PROBLEM TO SOLVE:
For the word "failed", state how many lines below contain it. Give no other text.

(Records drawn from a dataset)
------------------------------------------------------------------------

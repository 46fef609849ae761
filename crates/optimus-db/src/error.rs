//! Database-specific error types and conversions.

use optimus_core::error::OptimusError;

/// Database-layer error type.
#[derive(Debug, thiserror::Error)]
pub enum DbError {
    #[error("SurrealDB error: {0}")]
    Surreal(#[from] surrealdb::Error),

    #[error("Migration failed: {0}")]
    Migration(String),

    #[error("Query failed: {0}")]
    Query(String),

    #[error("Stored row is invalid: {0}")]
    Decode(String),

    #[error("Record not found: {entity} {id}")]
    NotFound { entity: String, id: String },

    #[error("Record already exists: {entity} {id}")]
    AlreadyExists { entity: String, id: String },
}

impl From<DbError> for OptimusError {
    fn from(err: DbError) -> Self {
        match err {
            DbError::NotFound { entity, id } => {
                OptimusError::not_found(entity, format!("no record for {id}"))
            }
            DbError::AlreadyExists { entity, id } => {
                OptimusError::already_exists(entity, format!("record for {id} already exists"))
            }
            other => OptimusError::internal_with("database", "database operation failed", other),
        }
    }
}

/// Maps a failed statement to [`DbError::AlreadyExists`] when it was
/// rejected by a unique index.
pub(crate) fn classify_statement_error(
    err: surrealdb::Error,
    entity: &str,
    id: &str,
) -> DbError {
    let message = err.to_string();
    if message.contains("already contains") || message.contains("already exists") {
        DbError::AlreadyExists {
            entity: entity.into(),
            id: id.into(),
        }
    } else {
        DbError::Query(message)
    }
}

------------------------------------------------------------------------

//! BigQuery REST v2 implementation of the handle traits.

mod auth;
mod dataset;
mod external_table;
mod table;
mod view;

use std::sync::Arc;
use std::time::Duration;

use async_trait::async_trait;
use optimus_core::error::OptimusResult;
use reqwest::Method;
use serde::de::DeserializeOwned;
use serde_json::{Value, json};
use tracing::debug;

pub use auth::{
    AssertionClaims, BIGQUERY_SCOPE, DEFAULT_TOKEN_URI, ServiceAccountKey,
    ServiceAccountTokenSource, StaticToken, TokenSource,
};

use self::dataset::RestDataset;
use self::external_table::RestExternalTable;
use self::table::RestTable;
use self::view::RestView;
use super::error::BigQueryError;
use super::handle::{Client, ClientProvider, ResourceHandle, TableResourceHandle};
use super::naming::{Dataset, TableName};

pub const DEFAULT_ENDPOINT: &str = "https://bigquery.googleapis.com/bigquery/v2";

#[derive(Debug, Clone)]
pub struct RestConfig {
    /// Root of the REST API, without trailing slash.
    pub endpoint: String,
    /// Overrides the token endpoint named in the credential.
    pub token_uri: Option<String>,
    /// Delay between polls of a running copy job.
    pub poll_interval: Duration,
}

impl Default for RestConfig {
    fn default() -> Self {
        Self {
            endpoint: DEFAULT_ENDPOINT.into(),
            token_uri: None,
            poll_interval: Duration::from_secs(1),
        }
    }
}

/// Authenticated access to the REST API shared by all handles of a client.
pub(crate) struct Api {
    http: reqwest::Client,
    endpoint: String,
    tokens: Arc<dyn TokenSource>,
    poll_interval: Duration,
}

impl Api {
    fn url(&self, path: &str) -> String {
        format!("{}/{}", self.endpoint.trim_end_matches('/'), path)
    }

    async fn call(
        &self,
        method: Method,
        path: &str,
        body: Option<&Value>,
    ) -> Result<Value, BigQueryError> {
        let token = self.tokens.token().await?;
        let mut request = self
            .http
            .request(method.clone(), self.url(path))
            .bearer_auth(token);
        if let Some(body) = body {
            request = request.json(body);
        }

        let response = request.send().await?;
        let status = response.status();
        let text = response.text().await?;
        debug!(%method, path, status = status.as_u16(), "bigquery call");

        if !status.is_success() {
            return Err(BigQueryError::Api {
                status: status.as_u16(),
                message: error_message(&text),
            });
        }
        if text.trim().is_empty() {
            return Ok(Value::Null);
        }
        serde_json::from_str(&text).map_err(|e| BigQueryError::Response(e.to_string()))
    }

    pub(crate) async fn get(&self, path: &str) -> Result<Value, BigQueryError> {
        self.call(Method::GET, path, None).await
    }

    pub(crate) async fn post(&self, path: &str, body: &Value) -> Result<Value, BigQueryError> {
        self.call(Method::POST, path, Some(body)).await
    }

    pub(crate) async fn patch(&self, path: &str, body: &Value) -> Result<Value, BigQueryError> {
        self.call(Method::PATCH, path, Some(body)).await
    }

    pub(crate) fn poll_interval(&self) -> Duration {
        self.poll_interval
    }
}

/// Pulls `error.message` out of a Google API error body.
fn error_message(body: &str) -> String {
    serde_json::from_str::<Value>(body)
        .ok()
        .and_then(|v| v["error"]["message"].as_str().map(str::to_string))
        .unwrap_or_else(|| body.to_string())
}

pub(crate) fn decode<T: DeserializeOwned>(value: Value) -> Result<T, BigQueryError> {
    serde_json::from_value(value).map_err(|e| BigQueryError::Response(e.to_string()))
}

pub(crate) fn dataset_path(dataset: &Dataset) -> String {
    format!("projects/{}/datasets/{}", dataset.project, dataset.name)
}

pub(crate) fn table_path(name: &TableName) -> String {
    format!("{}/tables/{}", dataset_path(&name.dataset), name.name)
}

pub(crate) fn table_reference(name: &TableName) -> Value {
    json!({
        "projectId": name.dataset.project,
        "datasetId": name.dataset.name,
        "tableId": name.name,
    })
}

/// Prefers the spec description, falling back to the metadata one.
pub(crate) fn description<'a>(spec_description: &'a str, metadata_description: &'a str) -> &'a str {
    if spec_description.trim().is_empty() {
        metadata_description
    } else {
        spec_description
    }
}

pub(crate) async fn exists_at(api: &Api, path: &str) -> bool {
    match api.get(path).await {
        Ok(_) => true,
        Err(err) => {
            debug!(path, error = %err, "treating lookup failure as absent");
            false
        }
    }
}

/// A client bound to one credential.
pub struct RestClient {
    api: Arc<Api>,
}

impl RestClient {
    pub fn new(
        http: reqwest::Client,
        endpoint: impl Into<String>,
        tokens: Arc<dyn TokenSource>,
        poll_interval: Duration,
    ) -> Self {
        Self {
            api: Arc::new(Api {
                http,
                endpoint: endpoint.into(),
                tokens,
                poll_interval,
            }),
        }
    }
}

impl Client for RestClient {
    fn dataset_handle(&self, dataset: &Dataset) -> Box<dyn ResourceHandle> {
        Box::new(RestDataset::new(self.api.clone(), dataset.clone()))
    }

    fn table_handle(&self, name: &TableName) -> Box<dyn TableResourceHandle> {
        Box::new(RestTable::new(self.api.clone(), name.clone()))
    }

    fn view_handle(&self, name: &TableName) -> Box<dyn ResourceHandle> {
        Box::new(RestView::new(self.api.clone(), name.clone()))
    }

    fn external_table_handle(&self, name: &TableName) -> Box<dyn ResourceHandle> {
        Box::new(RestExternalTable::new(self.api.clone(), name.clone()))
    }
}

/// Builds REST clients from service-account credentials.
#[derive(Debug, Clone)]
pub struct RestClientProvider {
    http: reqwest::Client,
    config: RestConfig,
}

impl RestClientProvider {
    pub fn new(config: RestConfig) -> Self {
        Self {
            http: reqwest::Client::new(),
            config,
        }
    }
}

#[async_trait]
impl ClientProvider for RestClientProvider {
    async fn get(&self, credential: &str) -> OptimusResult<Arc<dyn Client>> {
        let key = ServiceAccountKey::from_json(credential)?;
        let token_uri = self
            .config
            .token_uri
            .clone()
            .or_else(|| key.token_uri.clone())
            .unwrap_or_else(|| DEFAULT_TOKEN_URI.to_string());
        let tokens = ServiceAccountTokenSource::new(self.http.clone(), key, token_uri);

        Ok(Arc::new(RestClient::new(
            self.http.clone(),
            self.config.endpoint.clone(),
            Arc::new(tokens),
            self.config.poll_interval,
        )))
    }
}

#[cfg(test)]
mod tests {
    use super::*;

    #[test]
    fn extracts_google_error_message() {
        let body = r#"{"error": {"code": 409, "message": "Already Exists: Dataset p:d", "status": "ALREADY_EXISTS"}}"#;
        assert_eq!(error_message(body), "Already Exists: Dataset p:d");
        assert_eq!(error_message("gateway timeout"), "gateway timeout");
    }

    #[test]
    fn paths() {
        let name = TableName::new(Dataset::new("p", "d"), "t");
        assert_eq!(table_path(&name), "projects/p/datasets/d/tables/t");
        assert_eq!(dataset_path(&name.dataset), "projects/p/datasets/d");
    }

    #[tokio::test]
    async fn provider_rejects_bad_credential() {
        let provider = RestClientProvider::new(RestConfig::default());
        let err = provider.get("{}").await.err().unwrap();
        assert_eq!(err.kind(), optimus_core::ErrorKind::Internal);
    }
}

------------------------------------------------------------------------

SOLVED EXERCISE:
4